(Supplied records Opens)
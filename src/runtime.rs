//! Orchestration loop.
//!
//! A single control thread drives the cycle state machine:
//!
//! `Idle -> Fetching -> Detecting -> Rendering -> Publishing -> Waiting -> Idle`
//!
//! with `ShuttingDown` terminal on a quit key or Ctrl-C. Cycles never
//! overlap; the `CycleTimer` enforces the configured minimum interval
//! between cycle starts, and the timer is advanced even on a failed fetch
//! so repeated failures cannot busy-spin. Per-cycle failures degrade the
//! cycle (recorded as `SkipReason`s in the `CycleReport`) and never
//! terminate the loop.
//!
//! Publishing fans out three independent effects (display update, artifact
//! save, spoken announcement); a failure in one never suppresses the
//! others. The cadence sleep is sliced so a shutdown request is honored
//! with sub-second latency.

use std::path::PathBuf;
use std::sync::atomic::{AtomicBool, Ordering};
use std::sync::Arc;
use std::time::{Duration, Instant};

use anyhow::Result;

use crate::announce::{Announcer, SpeechHandle};
use crate::artifact::ArtifactWriter;
use crate::detect::{Detection, Detector};
use crate::display::DisplaySurface;
use crate::frame::{AnnotatedFrame, Frame};
use crate::ingest::CameraSource;
use crate::render::render;

const POLL_SLICE: Duration = Duration::from_millis(50);
const HEALTH_LOG_INTERVAL: Duration = Duration::from_secs(5);
const SPEECH_SHUTDOWN_GRACE: Duration = Duration::from_secs(2);

/// Enforces the minimum interval between cycle starts.
pub struct CycleTimer {
    interval: Duration,
    last_start: Option<Instant>,
}

impl CycleTimer {
    pub fn new(interval: Duration) -> Self {
        Self {
            interval,
            last_start: None,
        }
    }

    /// Record that a cycle (successful or not) has begun.
    pub fn mark_cycle_start(&mut self, now: Instant) {
        self.last_start = Some(now);
    }

    /// Time remaining until the next cycle may start.
    pub fn time_until_next(&self, now: Instant) -> Duration {
        match self.last_start {
            Some(last) => {
                let next = last + self.interval;
                next.saturating_duration_since(now)
            }
            None => Duration::ZERO,
        }
    }
}

/// Why part of a cycle was skipped.
#[derive(Debug)]
pub enum SkipReason {
    Fetch(String),
    Detect(String),
    Save(String),
    Speech(String),
    Display(String),
}

impl SkipReason {
    fn describe(&self) -> (&'static str, &str) {
        match self {
            SkipReason::Fetch(err) => ("fetch", err),
            SkipReason::Detect(err) => ("detect", err),
            SkipReason::Save(err) => ("save", err),
            SkipReason::Speech(err) => ("speech", err),
            SkipReason::Display(err) => ("display", err),
        }
    }
}

/// What one pass through the state machine did.
#[derive(Debug)]
pub struct CycleReport {
    pub started_at: Instant,
    pub detections: usize,
    pub announced: Vec<String>,
    pub artifact: Option<PathBuf>,
    pub skips: Vec<SkipReason>,
}

impl CycleReport {
    fn started(started_at: Instant) -> Self {
        Self {
            started_at,
            detections: 0,
            announced: Vec::new(),
            artifact: None,
            skips: Vec::new(),
        }
    }

    fn skipped(started_at: Instant, reason: SkipReason) -> Self {
        let mut report = Self::started(started_at);
        report.skips.push(reason);
        report
    }
}

enum LoopState {
    Idle,
    Fetching,
    Detecting(Instant, Frame),
    Rendering(Instant, Frame, Vec<Detection>),
    Publishing(Instant, AnnotatedFrame, Vec<Detection>),
    Waiting(CycleReport),
    ShuttingDown,
}

pub struct WatchLoop {
    source: CameraSource,
    detector: Detector,
    announcer: Announcer,
    writer: ArtifactWriter,
    speech: SpeechHandle,
    display: Box<dyn DisplaySurface>,
    timer: CycleTimer,
    shutdown: Arc<AtomicBool>,
    cycles: u64,
    last_health_log: Instant,
}

impl WatchLoop {
    #[allow(clippy::too_many_arguments)]
    pub fn new(
        source: CameraSource,
        detector: Detector,
        announcer: Announcer,
        writer: ArtifactWriter,
        speech: SpeechHandle,
        display: Box<dyn DisplaySurface>,
        capture_interval: Duration,
        shutdown: Arc<AtomicBool>,
    ) -> Self {
        Self {
            source,
            detector,
            announcer,
            writer,
            speech,
            display,
            timer: CycleTimer::new(capture_interval),
            shutdown,
            cycles: 0,
            last_health_log: Instant::now(),
        }
    }

    /// Run until a shutdown request is observed.
    pub fn run(&mut self) -> Result<()> {
        self.run_inner(u64::MAX)?;
        Ok(())
    }

    /// Run at most `max_cycles` cycles, returning their reports. Used by
    /// tests; shutdown requests are still honored.
    pub fn run_for(&mut self, max_cycles: u64) -> Result<Vec<CycleReport>> {
        self.run_inner(max_cycles)
    }

    /// Stop the speech worker with a bounded wait.
    pub fn finish(self) {
        self.speech.shutdown(SPEECH_SHUTDOWN_GRACE);
    }

    fn run_inner(&mut self, max_cycles: u64) -> Result<Vec<CycleReport>> {
        let mut reports = Vec::new();
        let mut state = LoopState::Idle;
        loop {
            state = match state {
                LoopState::Idle => {
                    if self.shutdown_observed() {
                        LoopState::ShuttingDown
                    } else {
                        LoopState::Fetching
                    }
                }
                LoopState::Fetching => {
                    let started_at = Instant::now();
                    self.timer.mark_cycle_start(started_at);
                    match self.source.fetch() {
                        Ok(frame) => LoopState::Detecting(started_at, frame),
                        Err(err) => LoopState::Waiting(CycleReport::skipped(
                            started_at,
                            SkipReason::Fetch(format!("{:#}", err)),
                        )),
                    }
                }
                LoopState::Detecting(started_at, frame) => match self.detector.infer(&frame) {
                    Ok(detections) => LoopState::Rendering(started_at, frame, detections),
                    Err(err) => LoopState::Waiting(CycleReport::skipped(
                        started_at,
                        SkipReason::Detect(format!("{:#}", err)),
                    )),
                },
                LoopState::Rendering(started_at, frame, detections) => {
                    let annotated = render(&frame, &detections);
                    // The raw frame is dropped here; nothing outlives the cycle.
                    LoopState::Publishing(started_at, annotated, detections)
                }
                LoopState::Publishing(started_at, annotated, detections) => {
                    LoopState::Waiting(self.publish(started_at, annotated, detections))
                }
                LoopState::Waiting(report) => {
                    self.cycles += 1;
                    self.log_cycle(&report);
                    reports.push(report);
                    if self.cycles >= max_cycles {
                        LoopState::ShuttingDown
                    } else if self.wait_for_next_tick() {
                        LoopState::Idle
                    } else {
                        LoopState::ShuttingDown
                    }
                }
                LoopState::ShuttingDown => break,
            };
        }
        log::info!("watch loop stopped after {} cycles", self.cycles);
        Ok(reports)
    }

    /// Fan out the three independent per-cycle effects.
    fn publish(
        &mut self,
        started_at: Instant,
        annotated: AnnotatedFrame,
        detections: Vec<Detection>,
    ) -> CycleReport {
        let mut report = CycleReport::started(started_at);
        report.detections = detections.len();

        if let Err(err) = self.display.present(&annotated) {
            report
                .skips
                .push(SkipReason::Display(format!("{:#}", err)));
        }

        let labels: Vec<String> = detections.iter().map(|d| d.label.clone()).collect();
        if !detections.is_empty() {
            match self.writer.save(&annotated, &labels) {
                Ok(path) => report.artifact = Some(path),
                Err(err) => report.skips.push(SkipReason::Save(format!("{:#}", err))),
            }
        }

        let announced = self
            .announcer
            .observe(labels.iter().map(String::as_str), Instant::now());
        if !announced.is_empty() && !self.speech.say(Announcer::utterance(&announced)) {
            report
                .skips
                .push(SkipReason::Speech("utterance dropped, worker busy".into()));
        }
        report.announced = announced;

        report
    }

    fn log_cycle(&mut self, report: &CycleReport) {
        for skip in &report.skips {
            let (phase, err) = skip.describe();
            match skip {
                // A failing model suggests a deeper problem; log loudly.
                SkipReason::Detect(_) => log::error!("cycle {}: {} failed: {}", self.cycles, phase, err),
                _ => log::warn!("cycle {}: {} skipped: {}", self.cycles, phase, err),
            }
        }
        if !report.announced.is_empty() {
            log::info!("announced: {}", report.announced.join(", "));
        }
        if let Some(path) = &report.artifact {
            log::info!("saved {}", path.display());
        }
        log::debug!(
            "cycle {}: {} detections, {} skips",
            self.cycles,
            report.detections,
            report.skips.len()
        );

        if self.last_health_log.elapsed() >= HEALTH_LOG_INTERVAL {
            let stats = self.source.stats();
            log::info!(
                "source health: frames={} endpoint={}",
                stats.frames_fetched,
                stats.endpoint
            );
            self.last_health_log = Instant::now();
        }
    }

    /// Sliced cadence sleep; returns false when shutdown was requested.
    fn wait_for_next_tick(&mut self) -> bool {
        loop {
            if self.shutdown_observed() {
                return false;
            }
            let remaining = self.timer.time_until_next(Instant::now());
            if remaining.is_zero() {
                return true;
            }
            std::thread::sleep(remaining.min(POLL_SLICE));
        }
    }

    fn shutdown_observed(&mut self) -> bool {
        if self.shutdown.load(Ordering::SeqCst) {
            return true;
        }
        if self.display.quit_requested() {
            self.shutdown.store(true, Ordering::SeqCst);
            return true;
        }
        false
    }
}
(Supplied records Closes)
Goal of the exercise
Where does the word "reports" appear in the records? Copy every line that holds it.

Written response
    /// Run at most `max_cycles` cycles, returning their reports. Used by
        let mut reports = Vec::new();
                    reports.push(report);
        Ok(reports)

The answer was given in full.